> Problem statement
For the data below, give the number of lines that include the word "payload" and nothing else.

[Collected data entries]
————————

//! End-to-end runs of the engine over the seed rules.

use std::sync::atomic::{AtomicUsize, Ordering};
use std::sync::{Arc, Mutex};
use std::time::Duration;

use titlecast_core::config::EngineConfig;
use titlecast_core::{ActivityEntry, PresenceEvent, PresenceSnapshot};
use titlecast_engine::{StaticFeed, TickOutcome, UpdateEngine};
use titlecast_rules::defaults::default_rules;
use titlecast_rules::SharedRuleSet;
use titlecast_sink::{SinkError, SinkHandle, SinkWorker, TitleSink};

#[derive(Default)]
struct CountingSink {
    titles: Mutex<Vec<String>>,
    clears: Arc<AtomicUsize>,
}

#[async_trait::async_trait]
impl TitleSink for CountingSink {
    async fn set_title(&self, payload: &str) -> Result<(), SinkError> {
        let value: serde_json::Value =
            serde_json::from_str(payload).map_err(|e| SinkError::Rejected(e.to_string()))?;
        let title = value["Title"].as_str().unwrap_or_default().to_string();
        self.titles.lock().unwrap().push(title);
        Ok(())
    }

    async fn clear_title(&self) -> Result<(), SinkError> {
        self.clears.fetch_add(1, Ordering::SeqCst);
        Ok(())
    }

    fn name(&self) -> &str {
        "counting"
    }
}

async fn engine() -> (UpdateEngine, Arc<CountingSink>, SinkHandle) {
    let sink = Arc::new(CountingSink::default());
    let (handle, _join) = SinkWorker::spawn(sink.clone());
    let engine = UpdateEngine::new(
        &EngineConfig::default(),
        SharedRuleSet::new(default_rules()),
        handle.clone(),
        Arc::new(StaticFeed::new()),
    );
    engine.start().await.unwrap();
    (engine, sink, handle)
}

/// Tick for `seconds` of host time at 100 ms frames, flushing each frame.
async fn run_for(engine: &UpdateEngine, handle: &SinkHandle, seconds: u32) {
    for _ in 0..seconds * 10 {
        engine.on_tick(Duration::from_millis(100));
        handle.flush().await.unwrap();
    }
}

#[tokio::test]
async fn spotify_titles_cycle_through_label_track_and_artist() {
    let (engine, sink, handle) = engine().await;
    let snapshot = PresenceSnapshot::new(vec![
        ActivityEntry::game("Elden Ring"),
        ActivityEntry::spotify("Clair de Lune", vec!["Debussy".into()]),
    ]);
    engine.on_presence_snapshot("me", &snapshot);

    run_for(&engine, &handle, 29).await;

    assert_eq!(
        *sink.titles.lock().unwrap(),
        vec!["♪Listening to Spotify♪", "♪Clair de Lune♪", "♪Debussy♪"]
    );
}

#[tokio::test]
async fn music_stopping_falls_back_to_game_rule() {
    let (engine, sink, handle) = engine().await;
    engine.on_presence_snapshot(
        "me",
        &PresenceSnapshot::new(vec![
            ActivityEntry::game("Elden Ring"),
            ActivityEntry::spotify("Clair de Lune", vec!["Debussy".into()]),
        ]),
    );
    run_for(&engine, &handle, 1).await;

    engine.on_presence_snapshot("me", &PresenceSnapshot::new(vec![ActivityEntry::game("Elden Ring")]));
    run_for(&engine, &handle, 11).await;

    assert_eq!(
        *sink.titles.lock().unwrap(),
        vec!["♪Listening to Spotify♪", "Playing Game", "Elden Ring"]
    );
    assert_eq!(sink.clears.load(Ordering::SeqCst), 0);
}

#[tokio::test]
async fn json_events_drive_the_engine() {
    let (engine, sink, handle) = engine().await;
    let line = r#"{"account":"me","activities":[{"name":"Hades","kind":"Game"}]}"#;
    let event = PresenceEvent::from_json_line(line).unwrap();

    engine.on_presence_snapshot(&event.account, &event.snapshot);
    assert_eq!(engine.on_tick(Duration::from_millis(100)), TickOutcome::Dispatched);
    handle.flush().await.unwrap();

    let empty = PresenceEvent::from_json_line(r#"{"account":"me","activities":[]}"#).unwrap();
    engine.on_presence_snapshot(&empty.account, &empty.snapshot);
    handle.flush().await.unwrap();

    assert_eq!(*sink.titles.lock().unwrap(), vec!["Playing Game"]);
    assert_eq!(sink.clears.load(Ordering::SeqCst), 1);
}

#[tokio::test]
async fn host_game_never_gets_a_title() {
    let (engine, sink, handle) = engine().await;
    engine.on_presence_snapshot(
        "me",
        &PresenceSnapshot::new(vec![ActivityEntry::game("FINAL FANTASY XIV Online")]),
    );
    run_for(&engine, &handle, 2).await;

    assert!(sink.titles.lock().unwrap().is_empty());
}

————————

> Result of this task
2